The Donald Trump campaign and the Republican party show every sign of entering into an ugly death spiral. The revelation of the Trump Access Hollywood tape last Friday occasioned a historic rupture, with elected Republicans around the country denouncing Trump and calling on him to step aside.
Any hope of Trump turning a corner with his relatively competent second debate was dashed when House Speaker Paul Ryan told his colleagues that he is concentrating on saving his House majority as a check on Hillary Clinton.
It is a fact that one out of two major-party presidential campaigns fail. Some fail badly. But the GOP may be about to experience an unprecedentedly wrenching debacle because its nominee is an ideological interloper with no impulse control or regard for political norms. No matter how bad or weird the campaign seems now, it could get worse and stranger still.
No matter how bad or weird the campaign seems now, it could get worse and stranger still.
Bob Dole was a horrible presidential candidate and not a particularly conservative Republican. But he was an honorable man who had a loyalty to things bigger than himself, including his political party. When Republicans had to cut him loose in 1996 to try to save their congressional majorities, he was a good and loyal soldier.
Does anyone expect that of Donald Trump? His investment in the party is nil, and he takes all slights personally, whether they are from Alicia Machado or the speaker of the House.
The Access Hollywood tape was a tipping point. In isolation, perhaps Republicans could have looked beyond it. But after so many controversies and interventions and alleged pivots, the dam finally broke.
Trump depended on brute force more than on persuasion or personal relationships to unite the party. Many Republicans were tentatively and insincerely aboard the Trump Train to begin with. They went through the motions in public, while conceding in private Trump’s failings and worrying about the consequences of his candidacy.
None of them will ever be up for Profile in Courage Awards. Not coincidentally, they broke with Trump as the polls began to slide the wrong way, with the latest NBC/Wall Street Journal poll showing him down by double digits. (Nothing pricks a politician’s conscience like bad poll numbers.)
The split over the past few days creates the predicate for a GOP internal war until November and beyond.
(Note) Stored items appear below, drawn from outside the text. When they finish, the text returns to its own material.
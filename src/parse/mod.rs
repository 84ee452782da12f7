//! Page-to-record extraction.

/// Default HTML rules for the competition host.
pub mod html;

use std::fmt;

use crate::record::DiscoveredRecord;

/// The fetched page did not have the expected structure.
#[derive(Debug, Clone, PartialEq, Eq)]
pub enum ParseError {
    /// A required field was not found.
    MissingField(&'static str),
    /// A CSS selector failed to compile.
    Selector(String),
}

impl fmt::Display for ParseError {
    fn fmt(&self, f: &mut fmt::Formatter<'_>) -> fmt::Result {
        match self {
            Self::MissingField(field) => write!(f, "missing field `{field}`"),
            Self::Selector(msg) => write!(f, "bad selector: {msg}"),
        }
    }
}

impl std::error::Error for ParseError {}

/// Turns the body of a confirmed page into a record.
pub trait PageParser: Send + Sync + 'static {
    /// Parses `body`, fetched for `id` from `url`.
    fn parse(&self, id: &str, url: &str, body: &[u8]) -> Result<DiscoveredRecord, ParseError>;
}
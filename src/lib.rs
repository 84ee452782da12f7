//! Speculative discovery of newly published competition pages.
//!
//! Candidate identifiers are built from city names, recurring series names and
//! the months in which each series is plausible, filtered against identifiers
//! already known, then probed with a fixed ceiling on in-flight requests.
//!
//! # Examples
//!
//! Key generation needs no network:
//! ```
//! use compprobe::{
//!     calendar::CalendarState,
//!     catalog::{CityCatalog, CompetitionTemplate, TemplateCatalog},
//!     keyspace::generate_keys,
//! };
//!
//! let cal = CalendarState::new(2024, 3).expect("calendar");
//! let cities = CityCatalog::merge([vec!["Beijing"]]);
//! let templates = TemplateCatalog::new(
//!     vec![CompetitionTemplate::new("Spring", &[1, 2, 3], &[10, 11, 12])],
//!     vec![],
//! );
//! let keys = generate_keys(&cal, &cities, &templates);
//! assert_eq!(keys.len(), 1);
//! assert!(keys.contains("Beijing-Spring-2024"));
//! ```
//!
//! A live run against the host:
//! ```no_run
//! use compprobe::{
//!     config::DiscoveryConfig,
//!     persist::{RecordSink, sqlite::SqliteKnownKeyStore},
//!     session::DiscoverySession,
//! };
//!
//! # #[tokio::main]
//! # async fn main() {
//! let cfg = DiscoveryConfig::default();
//! let mut store = SqliteKnownKeyStore::open("competitions.db")
//!     .expect("open sqlite")
//!     .with_start_year(cfg.start_year);
//! let session = DiscoverySession::over_http(&cfg, &store).expect("session");
//! let found = session.run().await;
//! store.record_discoveries(&found).expect("record");
//! # }
//! ```
#![warn(missing_docs)]

/// Calendar snapshot and cutover logic.
pub mod calendar;
/// City and series catalogs and their providers.
pub mod catalog;
/// Run settings.
pub mod config;
/// Page fetching and request headers.
pub mod fetch;
/// Candidate key generation and known-key filtering.
pub mod keyspace;
/// Page parsing.
pub mod parse;
/// Storage adapters used by callers.
pub mod persist;
/// Confirmed competition records.
pub mod record;
/// Probe coordinator and events.
pub mod runtime;
/// Discovery session orchestration.
pub mod session;
/// Shared primitive aliases.
pub mod types;
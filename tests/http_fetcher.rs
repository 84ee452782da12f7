use std::sync::{
    Arc, Mutex,
    atomic::{AtomicUsize, Ordering},
};
use std::time::Duration;

use tokio::{
    io::{AsyncReadExt, AsyncWriteExt},
    net::{TcpListener, TcpStream},
};

use compprobe::fetch::{
    FetchError, PageFetcher,
    headers::{HeaderPools, HeaderRandomizer},
    http::HttpFetcher,
};

const PAGE: &str = "<h1 class=\"heading-title\">Beijing Spring 2024</h1>";

/// Minimal HTTP/1.1 host on loopback. Every response closes its connection,
/// so the connection count equals the number of requests received.
struct LocalHost {
    base: String,
    connections: Arc<AtomicUsize>,
    requests: Arc<Mutex<Vec<String>>>,
}

impl LocalHost {
    async fn start() -> Self {
        let listener = TcpListener::bind("127.0.0.1:0").await.expect("bind");
        let addr = listener.local_addr().expect("addr");
        let connections = Arc::new(AtomicUsize::new(0));
        let requests = Arc::new(Mutex::new(Vec::new()));

        let conns = Arc::clone(&connections);
        let reqs = Arc::clone(&requests);
        tokio::spawn(async move {
            loop {
                let Ok((stream, _)) = listener.accept().await else {
                    return;
                };
                conns.fetch_add(1, Ordering::SeqCst);
                tokio::spawn(serve(stream, Arc::clone(&reqs)));
            }
        });

        Self {
            base: format!("http://{addr}/competition/"),
            connections,
            requests,
        }
    }

    fn connections(&self) -> usize {
        self.connections.load(Ordering::SeqCst)
    }

    fn last_request(&self) -> String {
        self.requests
            .lock()
            .expect("lock")
            .last()
            .cloned()
            .expect("a request was received")
    }
}

async fn serve(mut stream: TcpStream, requests: Arc<Mutex<Vec<String>>>) {
    let mut raw = Vec::new();
    let mut buf = [0u8; 1024];
    while !raw.windows(4).any(|w| w == b"\r\n\r\n") {
        match stream.read(&mut buf).await {
            Ok(0) | Err(_) => return,
            Ok(n) => raw.extend_from_slice(&buf[..n]),
        }
    }
    let request = String::from_utf8_lossy(&raw).into_owned();
    let path = request.split_whitespace().nth(1).unwrap_or("/").to_string();
    requests.lock().expect("lock").push(request);

    let (status, body) = if path.ends_with("/Beijing-Spring-2024") {
        ("200 OK", PAGE)
    } else if path.ends_with("/Slow-Open-2024") {
        tokio::time::sleep(Duration::from_secs(5)).await;
        ("200 OK", PAGE)
    } else {
        ("404 Not Found", "no such competition")
    };
    let response = format!(
        "HTTP/1.1 {status}\r\nContent-Type: text/html\r\nContent-Length: {}\r\nConnection: close\r\n\r\n{body}",
        body.len()
    );
    let _ = stream.write_all(response.as_bytes()).await;
    let _ = stream.shutdown().await;
}

fn fetcher(timeout: Duration) -> HttpFetcher {
    let headers = HeaderRandomizer::new(HeaderPools::default(), 7);
    HttpFetcher::new(timeout, Arc::new(headers)).expect("client")
}

#[tokio::test]
async fn missing_page_is_a_response_not_an_error() {
    let host = LocalHost::start().await;
    let fetcher = fetcher(Duration::from_secs(5));

    let resp = fetcher
        .fetch(&format!("{}Nowhere-Open-2024", host.base))
        .await
        .expect("404 is still a response");

    assert_eq!(resp.status, 404);
    assert!(!resp.is_success());
    assert_eq!(resp.body, b"no such competition");
    assert_eq!(host.connections(), 1);
}

#[tokio::test]
async fn published_page_returns_body_with_randomized_headers() {
    let host = LocalHost::start().await;
    let fetcher = fetcher(Duration::from_secs(5));

    let missing = fetcher
        .fetch(&format!("{}Nowhere-Open-2024", host.base))
        .await
        .expect("response");
    assert_eq!(missing.status, 404);
    assert_eq!(host.connections(), 1);

    let resp = fetcher
        .fetch(&format!("{}Beijing-Spring-2024", host.base))
        .await
        .expect("response");
    assert_eq!(resp.status, 200);
    assert!(resp.is_success());
    assert_eq!(resp.body, PAGE.as_bytes());
    assert_eq!(host.connections(), 2);

    let request = host.last_request().to_ascii_lowercase();
    assert!(request.starts_with("get /competition/beijing-spring-2024 "));
    assert!(request.contains("eagleid:"));
    assert!(request.contains("cache-control: no-cache"));
    let pools = HeaderPools::default();
    assert!(
        pools
            .user_agents
            .iter()
            .any(|ua| request.contains(&format!("user-agent: {}", ua.to_ascii_lowercase())))
    );
    assert!(
        pools
            .languages
            .iter()
            .any(|lang| request.contains(&format!("accept-language: {}", lang.to_ascii_lowercase())))
    );
}

#[tokio::test]
async fn slow_host_maps_to_timeout() {
    let host = LocalHost::start().await;
    let fetcher = fetcher(Duration::from_millis(200));

    let result = fetcher.fetch(&format!("{}Slow-Open-2024", host.base)).await;

    assert!(matches!(result, Err(FetchError::Timeout)));
    assert_eq!(host.connections(), 1);
}

#[tokio::test]
async fn refused_connection_is_a_transport_error() {
    let listener = TcpListener::bind("127.0.0.1:0").await.expect("bind");
    let addr = listener.local_addr().expect("addr");
    drop(listener);
    let fetcher = fetcher(Duration::from_secs(5));

    let result = fetcher.fetch(&format!("http://{addr}/competition/Gone-Open-2024")).await;

    assert!(matches!(result, Err(FetchError::Transport(_))));
}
It will pit swing-state Republicans and those who want to save them, like Paul Ryan, against Trump’s hard-core base and the balance of ordinary partisan Republicans who want the party to fight even harder for Trump. The disunity itself will be damaging and dispiriting.
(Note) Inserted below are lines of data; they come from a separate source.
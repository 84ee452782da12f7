//! Storage adapters for known identifiers and confirmed records.
//!
//! The discovery engine never writes through these; callers persist the
//! records a session returns.

/// SQLite-backed known-key store.
pub mod sqlite;

use std::fmt;

use crate::record::DiscoveredRecord;

/// Storage failure.
#[derive(Debug)]
pub enum PersistError {
    /// SQLite error.
    Sqlite(rusqlite::Error),
}

impl fmt::Display for PersistError {
    fn fmt(&self, f: &mut fmt::Formatter<'_>) -> fmt::Result {
        match self {
            Self::Sqlite(e) => write!(f, "sqlite error: {e}"),
        }
    }
}

impl std::error::Error for PersistError {}

impl From<rusqlite::Error> for PersistError {
    fn from(value: rusqlite::Error) -> Self {
        Self::Sqlite(value)
    }
}

/// Result alias for storage calls.
pub type PersistResult<T> = Result<T, PersistError>;

/// Destination for records returned by a discovery session.
pub trait RecordSink: Send {
    /// Stores `records`, returning how many ids were not stored before.
    fn record_discoveries(&mut self, records: &[DiscoveredRecord]) -> PersistResult<usize>;
}
//! Confirmed competition record.

use serde::{Deserialize, Serialize};

use crate::types::CandidateKey;

/// Metadata extracted from a competition page that was confirmed to exist.
#[derive(Debug, Clone, PartialEq, Eq, Serialize, Deserialize)]
pub struct DiscoveredRecord {
    /// Identifier the page was probed under.
    pub id: CandidateKey,
    /// URL that returned the page.
    pub url: String,
    /// Competition title.
    pub name: String,
    /// Date text as displayed on the page.
    pub date: String,
    /// Event list text as displayed on the page.
    pub events: String,
}

impl DiscoveredRecord {
    /// Trailing `-YYYY` of the identifier, if present.
    pub fn year(&self) -> Option<i32> {
        key_year(&self.id)
    }
}

/// Parses the trailing four-digit year of a candidate key.
pub fn key_year(key: &str) -> Option<i32> {
    let (_, tail) = key.rsplit_once('-')?;
    if tail.len() != 4 || !tail.bytes().all(|b| b.is_ascii_digit()) {
        return None;
    }
    tail.parse().ok()
}
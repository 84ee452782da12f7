//! Calendar snapshot taken once per discovery session.

use std::fmt;

use chrono::{Datelike, Local};

use crate::types::{Month, Year};

/// Month from which next year's listings start to appear.
pub const DEFAULT_CUTOVER_MONTH: Month = 9;

/// Rejected calendar input.
#[derive(Debug, Clone, PartialEq, Eq)]
pub enum CalendarError {
    /// Month outside `1..=12`.
    InvalidMonth(Month),
}

impl fmt::Display for CalendarError {
    fn fmt(&self, f: &mut fmt::Formatter<'_>) -> fmt::Result {
        match self {
            Self::InvalidMonth(m) => write!(f, "invalid month {m}, expected 1..=12"),
        }
    }
}

impl std::error::Error for CalendarError {}

/// Year/month snapshot driving key generation.
///
/// Built once and never mutated; `next_year` is always `current_year + 1`.
#[derive(Debug, Clone, Copy, PartialEq, Eq, Hash)]
pub struct CalendarState {
    current_year: Year,
    current_month: Month,
    cutover_month: Month,
}

impl CalendarState {
    /// Builds a calendar for an explicit year and month.
    pub fn new(current_year: Year, current_month: Month) -> Result<Self, CalendarError> {
        Self::with_cutover(current_year, current_month, DEFAULT_CUTOVER_MONTH)
    }

    /// Builds a calendar with a custom cutover month.
    pub fn with_cutover(
        current_year: Year,
        current_month: Month,
        cutover_month: Month,
    ) -> Result<Self, CalendarError> {
        validate_month(current_month)?;
        validate_month(cutover_month)?;
        Ok(Self {
            current_year,
            current_month,
            cutover_month,
        })
    }

    /// Reads the local wall clock.
    pub fn now(cutover_month: Month) -> Result<Self, CalendarError> {
        let today = Local::now().date_naive();
        Self::with_cutover(today.year(), today.month(), cutover_month)
    }

    /// Year of the snapshot.
    pub fn current_year(&self) -> Year {
        self.current_year
    }

    /// Always `current_year + 1`.
    pub fn next_year(&self) -> Year {
        self.current_year + 1
    }

    /// Month of the snapshot.
    pub fn current_month(&self) -> Month {
        self.current_month
    }

    /// Configured cutover month.
    pub fn cutover_month(&self) -> Month {
        self.cutover_month
    }

    /// Latest year for which listings are expected to exist.
    ///
    /// This is next year once the cutover month has been reached.
    pub fn last_listed_year(&self) -> Year {
        if self.current_month >= self.cutover_month {
            self.next_year()
        } else {
            self.current_year
        }
    }
}

fn validate_month(month: Month) -> Result<(), CalendarError> {
    if (1..=12).contains(&month) {
        Ok(())
    } else {
        Err(CalendarError::InvalidMonth(month))
    }
}
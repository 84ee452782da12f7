//! SQLite store of confirmed competitions and catalog cities.

use std::path::Path;
use std::time::{SystemTime, UNIX_EPOCH};

use rusqlite::{Connection, params};

use crate::{
    calendar::CalendarState,
    catalog::{CatalogError, CatalogProvider, CatalogSnapshot, CityCatalog},
    record::DiscoveredRecord,
    types::{KnownKeySet, Year},
};

use super::{PersistResult, RecordSink};

/// Earliest year whose competitions are loaded as known.
pub const DEFAULT_START_YEAR: Year = 2015;

/// SQLite implementation of [`CatalogProvider`] and [`RecordSink`].
pub struct SqliteKnownKeyStore {
    conn: Connection,
    start_year: Year,
}

impl SqliteKnownKeyStore {
    /// Opens or creates a store at `path`.
    ///
    /// Enables WAL mode and sets `synchronous=NORMAL`.
    pub fn open(path: impl AsRef<Path>) -> PersistResult<Self> {
        let conn = Connection::open(path)?;
        Self::init_connection(conn)
    }

    /// Opens an in-memory store.
    pub fn open_in_memory() -> PersistResult<Self> {
        let conn = Connection::open_in_memory()?;
        Self::init_connection(conn)
    }

    fn init_connection(conn: Connection) -> PersistResult<Self> {
        conn.execute_batch(include_str!("schema.sql"))?;
        conn.pragma_update(None, "journal_mode", "WAL")?;
        conn.pragma_update(None, "synchronous", "NORMAL")?;
        Ok(Self {
            conn,
            start_year: DEFAULT_START_YEAR,
        })
    }

    /// Sets the earliest year loaded as known.
    pub fn with_start_year(mut self, start_year: Year) -> Self {
        self.start_year = start_year;
        self
    }

    /// Adds cities under a source label. Existing names are left untouched.
    pub fn add_cities<S: AsRef<str>>(&mut self, source: &str, cities: &[S]) -> PersistResult<usize> {
        let tx = self.conn.transaction()?;
        let mut added = 0;
        {
            let mut stmt = tx.prepare("INSERT OR IGNORE INTO cities(name, source) VALUES (?1, ?2)")?;
            for city in cities {
                added += stmt.execute(params![city.as_ref(), source])?;
            }
        }
        tx.commit()?;
        Ok(added)
    }

    /// Adds series keyed without a city.
    pub fn add_standalone<S: AsRef<str>>(&mut self, names: &[S]) -> PersistResult<usize> {
        let tx = self.conn.transaction()?;
        let mut added = 0;
        {
            let mut stmt = tx.prepare("INSERT OR IGNORE INTO standalone_series(name) VALUES (?1)")?;
            for name in names {
                added += stmt.execute(params![name.as_ref()])?;
            }
        }
        tx.commit()?;
        Ok(added)
    }

    /// Cities in insertion order.
    pub fn cities(&self) -> PersistResult<Vec<String>> {
        let mut stmt = self.conn.prepare("SELECT name FROM cities ORDER BY rowid ASC")?;
        let rows = stmt.query_map([], |row| row.get::<_, String>(0))?;
        let mut out = Vec::new();
        for row in rows {
            out.push(row?);
        }
        Ok(out)
    }

    /// Standalone series in insertion order.
    pub fn standalone(&self) -> PersistResult<Vec<String>> {
        let mut stmt = self
            .conn
            .prepare("SELECT name FROM standalone_series ORDER BY rowid ASC")?;
        let rows = stmt.query_map([], |row| row.get::<_, String>(0))?;
        let mut out = Vec::new();
        for row in rows {
            out.push(row?);
        }
        Ok(out)
    }

    /// Identifiers dated within `start..=end`, plus undated ones.
    pub fn known_keys(&self, start: Year, end: Year) -> PersistResult<KnownKeySet> {
        let mut stmt = self.conn.prepare(
            "SELECT id FROM competitions WHERE year IS NULL OR (year BETWEEN ?1 AND ?2)",
        )?;
        let rows = stmt.query_map(params![start, end], |row| row.get::<_, String>(0))?;
        let mut out = KnownKeySet::new();
        for row in rows {
            out.insert(row?);
        }
        Ok(out)
    }

    /// Looks up a stored record by identifier.
    pub fn get(&self, id: &str) -> PersistResult<Option<DiscoveredRecord>> {
        let mut stmt = self
            .conn
            .prepare("SELECT id, url, name, date, events FROM competitions WHERE id = ?1")?;
        let mut rows = stmt.query_map(params![id], |row| {
            Ok(DiscoveredRecord {
                id: row.get(0)?,
                url: row.get(1)?,
                name: row.get(2)?,
                date: row.get(3)?,
                events: row.get(4)?,
            })
        })?;
        Ok(rows.next().transpose()?)
    }
}

impl RecordSink for SqliteKnownKeyStore {
    /// Upserts `records`. A stored row keeps its first-seen timestamp.
    fn record_discoveries(&mut self, records: &[DiscoveredRecord]) -> PersistResult<usize> {
        if records.is_empty() {
            return Ok(0);
        }

        let ts_ms = now_ms();
        let tx = self.conn.transaction()?;
        let mut added = 0;
        {
            let mut exists = tx.prepare("SELECT EXISTS(SELECT 1 FROM competitions WHERE id = ?1)")?;
            let mut upsert = tx.prepare(
                "INSERT INTO competitions(id, url, name, date, events, year, found_ts_ms)
                 VALUES (?1, ?2, ?3, ?4, ?5, ?6, ?7)
                 ON CONFLICT(id) DO UPDATE SET
                    url = excluded.url,
                    name = excluded.name,
                    date = excluded.date,
                    events = excluded.events,
                    year = excluded.year",
            )?;
            for rec in records {
                let seen: bool = exists.query_row(params![rec.id], |row| row.get(0))?;
                if !seen {
                    added += 1;
                }
                upsert.execute(params![
                    rec.id,
                    rec.url,
                    rec.name,
                    rec.date,
                    rec.events,
                    rec.year(),
                    ts_ms as i64,
                ])?;
            }
        }
        tx.commit()?;
        tracing::info!(added, total = records.len(), "discoveries recorded");
        Ok(added)
    }
}

impl CatalogProvider for SqliteKnownKeyStore {
    fn load(&self, calendar: &CalendarState) -> Result<CatalogSnapshot, CatalogError> {
        let end = calendar.last_listed_year();
        if self.start_year > end {
            return Err(CatalogError::Invalid(format!(
                "start year {} is after last listed year {end}",
                self.start_year
            )));
        }
        let cities = self.cities().map_err(persist_to_catalog)?;
        let known = self
            .known_keys(self.start_year, end)
            .map_err(persist_to_catalog)?;
        let standalone = self.standalone().map_err(persist_to_catalog)?;
        Ok(CatalogSnapshot {
            cities: CityCatalog::merge([cities]),
            known,
            standalone,
        })
    }
}

fn persist_to_catalog(err: super::PersistError) -> CatalogError {
    match err {
        super::PersistError::Sqlite(e) => CatalogError::Sqlite(e),
    }
}

fn now_ms() -> u64 {
    SystemTime::now()
        .duration_since(UNIX_EPOCH)
        .map(|d| d.as_millis() as u64)
        .unwrap_or(0)
}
There will be every incentive for Trump to exacerbate rather than try to smooth over, or at least look past, the divide. Hitting back at his party critics energizes his fans, and, if he is headed for a loss in November, it sets up a stabbed-in-the-back narrative after the election. So his party detractors are insiders, quislings and, to believe his campaign manager Kellyanne Conway, sexual harassers.
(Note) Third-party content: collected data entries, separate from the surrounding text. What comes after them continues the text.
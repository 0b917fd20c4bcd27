// src/services/dispensing_service.rs
//
// Operações clínicas que mexem no estoque. Cada método público é uma única
// transação: ou tudo é gravado, ou nada.

use chrono::{Days, NaiveDate, Utc};
use sqlx::{Acquire, PgPool, Postgres};
use uuid::Uuid;

use crate::{
    common::{
        error::{field_error, log_operation_failure, AppError},
        validation::{validate_temperature, validate_weight},
    },
    db::{ClinicalRepository, InventoryRepository},
    models::{
        clinical::{
            ClinicalFields, CompletedConsultation, ConsultationStatus, HistoryEntryFields,
            HistoryWriteKind, NewPrescriptionLine, NewVaccination, PrescriptionCompletion,
            PrescriptionDetail, PrescriptionStatus, VaccinationInput, VaccinationOutcome,
        },
        inventory::Movement,
    },
    services::{
        lot_selector::LotSelector,
        movement_recorder::{MovementRecorder, NewMovement, StockChange},
    },
};

// --- Regras puras ---

/// Ramo explícito do "upsert" da entrada de histórico, decidido pela chave da consulta.
#[derive(Debug, Clone, Copy, PartialEq, Eq)]
pub enum HistoryEntryWrite {
    Create { history_id: Uuid },
    Update { entry_id: Uuid },
}

pub fn plan_history_write(existing_entry_id: Option<Uuid>, history_id: Uuid) -> HistoryEntryWrite {
    match existing_entry_id {
        Some(entry_id) => HistoryEntryWrite::Update { entry_id },
        None => HistoryEntryWrite::Create { history_id },
    }
}

/// Só receitas ACTIVE podem ser concluídas.
pub fn ensure_completable(prescription_id: Uuid, status: PrescriptionStatus) -> Result<(), AppError> {
    match status {
        PrescriptionStatus::Active => Ok(()),
        PrescriptionStatus::Completed => Err(AppError::AlreadyCompleted {
            entity: "prescription",
            id: prescription_id,
        }),
        PrescriptionStatus::Cancelled => Err(AppError::InvalidTransition {
            entity: "prescription",
            id: prescription_id,
            status: status.as_str().to_string(),
        }),
    }
}

/// COMPLETED e CANCELLED são terminais.
pub fn ensure_cancellable(prescription_id: Uuid, status: PrescriptionStatus) -> Result<(), AppError> {
    match status {
        PrescriptionStatus::Active => Ok(()),
        other => Err(AppError::InvalidTransition {
            entity: "prescription",
            id: prescription_id,
            status: other.as_str().to_string(),
        }),
    }
}

pub fn validate_clinical_fields(fields: &ClinicalFields) -> Result<(), AppError> {
    if fields.diagnosis.trim().is_empty() {
        return Err(field_error("diagnosis", "required", "Diagnosis is required."));
    }

    // Leituras fora do limite viram 400, não estouro de coluna no banco.
    let mut errors = validator::ValidationErrors::new();
    if let Some(Err(e)) = fields.temperature.as_ref().map(validate_temperature) {
        errors.add("temperature", e);
    }
    if let Some(Err(e)) = fields.weight.as_ref().map(validate_weight) {
        errors.add("weight", e);
    }
    if !errors.is_empty() {
        return Err(AppError::ValidationError(errors));
    }
    Ok(())
}

pub fn validate_prescription_lines(lines: &[NewPrescriptionLine]) -> Result<(), AppError> {
    if lines.is_empty() {
        return Err(field_error("lines", "required", "At least one medication line is required."));
    }
    if lines.iter().any(|line| line.quantity <= 0) {
        return Err(field_error("quantity", "range", "Quantity must be greater than zero."));
    }
    Ok(())
}

/// Próxima dose: aplicação + intervalo de revacinação (sem intervalo, sem data).
pub fn next_due_date(applied_on: NaiveDate, revaccination_interval: i32) -> Option<NaiveDate> {
    let days = u64::try_from(revaccination_interval).ok().filter(|d| *d > 0)?;
    applied_on.checked_add_days(Days::new(days))
}

#[derive(Clone)]
pub struct DispensingService {
    inventory_repo: InventoryRepository,
    clinical_repo: ClinicalRepository,
    recorder: MovementRecorder,
    selector: LotSelector,
    prescription_validity_days: u32,
}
The period before the first presidential debate, when Trump pulled close to a tie with Hillary Clinton, feels like an eon ago. He had come back with a month of relative discipline beginning in mid-August that now looks like a parenthesis in an otherwise recklessly selfish campaign.
That Trump would become a poisonous wedge issue within the GOP was always a plausible worst-case scenario. Now, it is upon us. Trump supporters in the primaries wanted to “burn it down.” They may well be able to point to the wreckage of the post-November GOP as an indicator of their smashing success.